I’ll probably end up with another entry this week on finishing the initial layout for the Disaster LCD. It is currently streaming video while displaying four players scores. More on that when I finish it up and get to a good stopping place to put it in the repository. I’ve also promised myself that I will throw up the Disaster individual board schematics for the three cards that I have fully tested.
It is rather humorous to read comments about how the blog is centered around restoring pinball machines. I imagine the blog is broken into two different sections: restoration, and then Disaster which is hopefully going to be a pinball machine completely from scratch. While the boards for Disaster are not the most whizz bang designs using the fastest processors, each of the processors is more powerful than the processors that are running pinball machines through the late ’90s.
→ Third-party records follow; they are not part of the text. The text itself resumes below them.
//! Category-dispatched 3D reconstruction.
//!
//! `reconstruct` turns a semantic detail into positioned solid
//! primitives. Dispatch is by assembly category; categories without a
//! dedicated builder reconstruct through the generic stack fallback, so
//! every detail yields geometry.

pub mod appearance;
pub mod builders;
pub mod types;

use tracing::debug;

use crate::detail::{AssemblyCategory, SemanticDetail};

use appearance::AppearanceTable;
use builders::BuildContext;
use glam::Vec3;
pub use appearance::{appearance_for, base_appearance};
pub use types::{Appearance, Axis, PrimitiveShape, ReconstructedDetail, ReconstructedPrimitive};

/// Build the 3D reconstruction of a detail.
///
/// Never fails: unknown categories fall back to the generic stack,
/// unplaceable layers degrade to slabs or are skipped, and every
/// degradation is recorded in the result's notes.
pub fn reconstruct(detail: &SemanticDetail) -> ReconstructedDetail {
    let mut appearances = AppearanceTable::new();
    let mut notes = Vec::new();
    let category = detail.assembly_category();

    let primitives = {
        let mut ctx = BuildContext {
            appearances: &mut appearances,
            notes: &mut notes,
        };
        match category {
            AssemblyCategory::ExpansionJoint => builders::expansion_joint::build(detail, &mut ctx),
            AssemblyCategory::WallAssembly => builders::wall_assembly::build(detail, &mut ctx),
            AssemblyCategory::Roofing => builders::roofing::build(detail, &mut ctx),
            AssemblyCategory::Foundation => builders::foundation::build(detail, &mut ctx),
            AssemblyCategory::Penetration => builders::penetration::build(detail, &mut ctx),
            AssemblyCategory::Generic => {
                if !detail.category.trim().eq_ignore_ascii_case("generic") {
                    ctx.note(format!(
                        "category {} has no dedicated builder, generic stack used",
                        detail.category
                    ));
                }
                builders::generic::build(detail, &mut ctx)
            }
        }
    };

    debug!(
        detail = %detail.id,
        category = category.tag(),
        primitives = primitives.len(),
        "reconstruction"
    );

    ReconstructedDetail {
        detail_id: detail.id.clone(),
        category: category.tag().to_string(),
        primitives,
        appearances: appearances.into_pool(),
        bounds: Vec3::new(
            detail.viewport.width,
            detail.viewport.height,
            detail.viewport.depth,
        ),
        notes,
    }
}

#[cfg(test)]
mod tests {
    use super::*;
    use crate::detail::{SemanticDetail, SemanticLayer, Viewport};
    use std::collections::HashMap;

    fn layer(id: &str, material: &str, thickness: f32) -> SemanticLayer {
        SemanticLayer {
            id: id.to_string(),
            material: material.to_string(),
            thickness_mm: thickness,
            tier: "field".to_string(),
            visual: Default::default(),
            profile: None,
            annotation: None,
        }
    }

    fn detail(category: &str, layers: Vec<SemanticLayer>) -> SemanticDetail {
        SemanticDetail {
            id: "under-test".to_string(),
            category: category.to_string(),
            parameters: HashMap::new(),
            viewport: Viewport::default(),
            layers,
            connections: vec![],
            products: vec![],
            version: "1.0".to_string(),
            source: None,
        }
    }

    #[test]
    fn test_generic_stack_heights_sum_to_total_thickness() {
        let d = detail(
            "generic",
            vec![
                layer("a", "concrete", 150.0),
                layer("b", "polyiso", 75.0),
                layer("c", "tpo", 1.5),
            ],
        );
        let rebuilt = reconstruct(&d);
        let sum: f32 = rebuilt
            .primitives
            .iter()
            .map(|p| match p.shape {
                PrimitiveShape::Box { size } => size.y,
                _ => 0.0,
            })
            .sum();
        assert!((sum - 226.5).abs() < 1e-3);
    }

    #[test]
    fn test_generic_stack_preserves_declared_order() {
        let d = detail(
            "generic",
            vec![
                layer("a", "concrete", 150.0),
                layer("b", "polyiso", 75.0),
                layer("c", "tpo", 1.5),
            ],
        );
        let rebuilt = reconstruct(&d);
        let ys: Vec<f32> = rebuilt.primitives.iter().map(|p| p.center.y).collect();
        assert_eq!(rebuilt.primitives[0].layer_id, "a");
        assert_eq!(rebuilt.primitives[2].layer_id, "c");
        assert!(ys[0] < ys[1] && ys[1] < ys[2]);
    }

    #[test]
    fn test_generic_stack_is_centered_in_viewport() {
        let d = detail("generic", vec![layer("a", "concrete", 100.0)]);
        let rebuilt = reconstruct(&d);
        assert!(rebuilt.primitives[0].center.y.abs() < 1e-4);
    }

    #[test]
    fn test_unknown_category_reconstructs_via_fallback() {
        let d = detail(
            "curtain-glazing-corner",
            vec![layer("a", "aluminum", 3.0), layer("b", "silicone", 10.0)],
        );
        let rebuilt = reconstruct(&d);
        assert_eq!(rebuilt.category, "generic");
        assert_eq!(rebuilt.primitives.len(), 2);
        assert!(rebuilt
            .notes
            .iter()
            .any(|n| n.contains("curtain-glazing-corner")));
    }

    #[test]
    fn test_every_category_yields_geometry_for_a_plain_stack() {
        // The same plain stack must reconstruct under every category;
        // builders degrade, they do not reject.
        for category in [
            "expansion-joint",
            "wall-assembly",
            "roofing",
            "foundation",
            "penetration",
            "generic",
        ] {
            let d = detail(
                category,
                vec![layer("a", "concrete", 150.0), layer("b", "tpo", 1.5)],
            );
            let rebuilt = reconstruct(&d);
            assert!(
                !rebuilt.primitives.is_empty(),
                "category {category} produced no geometry"
            );
        }
    }

    #[test]
    fn test_zero_thickness_layer_skipped_with_note() {
        let d = detail(
            "generic",
            vec![layer("coating", "fluid-applied", 0.0), layer("b", "tpo", 1.5)],
        );
        let rebuilt = reconstruct(&d);
        assert!(rebuilt.primitives_for("coating").is_empty());
        assert!(rebuilt.notes.iter().any(|n| n.contains("coating")));
    }

    #[test]
    fn test_bounds_mirror_viewport() {
        let mut d = detail("generic", vec![layer("a", "tpo", 1.5)]);
        d.viewport = Viewport {
            width: 900.0,
            height: 500.0,
            depth: 400.0,
        };
        let rebuilt = reconstruct(&d);
        assert_eq!(rebuilt.bounds, Vec3::new(900.0, 500.0, 400.0));
    }

    #[test]
    fn test_empty_detail_reconstructs_empty() {
        let d = detail("roofing", vec![]);
        let rebuilt = reconstruct(&d);
        // A roofing detail with no layers still gets its context parapet
        // and nothing else; the build does not fail.
        assert!(rebuilt
            .primitives
            .iter()
            .all(|p| p.layer_id == "parapet-structure"));
    }

    #[test]
    fn test_appearance_indices_are_valid() {
        let d = detail(
            "roofing",
            vec![
                layer("deck", "steel-deck", 38.0),
                layer("iso", "polyiso", 75.0),
                layer("sheet", "tpo", 1.5),
            ],
        );
        let rebuilt = reconstruct(&d);
        for primitive in &rebuilt.primitives {
            assert!(primitive.appearance < rebuilt.appearances.len());
        }
    }
}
Display driver boards came in yesterday. Here is a picture of two of the five showing both sides. The Gerbers were sent to ITeadStudio on 12/5/2013, so it was about a one month turn. That speed was choosing the slowest/cheapest shipping method. Unfortunately, we haven’t ordered the chips yet. That order will go in tomorrow and will end up taking another week to get the chips. I’ve identified slightly less expensive displays which might bring the price of the build down slightly. I’m looking forward to getting this built up, and then doing the testing on the firmware. I should have gotten ITeadStudio to do the cutouts for the connectors, but originally I thought I could toss another project on the extra space, but there just wasn’t enough room.
Distaster info: Lately I’ve started the Java framework for running the pinball controller. I tossed CodeDownload into the repository (actually that will happen tomorrow) so the solenoid driver and input driver firmware can be updated without a debugger. It is a windows application, but could easily be modified to work on a Linux box by changing some small things with serial port naming conventions.
I’m planning on making a parallel port bit banged fake SPI interface so that I can test the LED driver. That should be very simple and should give me enough pieces to make the first “fake” pinball machine. Basically a pinball machine with my boards giving the inputs states to a PC, and the PC showing how the pinball machine would react. I’ll attach LEDs to the solenoid drivers to show when the solenoids are on. That is probably going to take a good bit of coding to make that happen but it is a good next step.
I finished my design for a boost converter to try and get 50V from a 12V source, so I will be trying to “bread-board” that and see how it works. That was an extra piece of work that I wasn’t expecting, so I might put that off for a little bit. It seems like it is a much cleaner solution than my original solution of bridge rectifier to buck converter.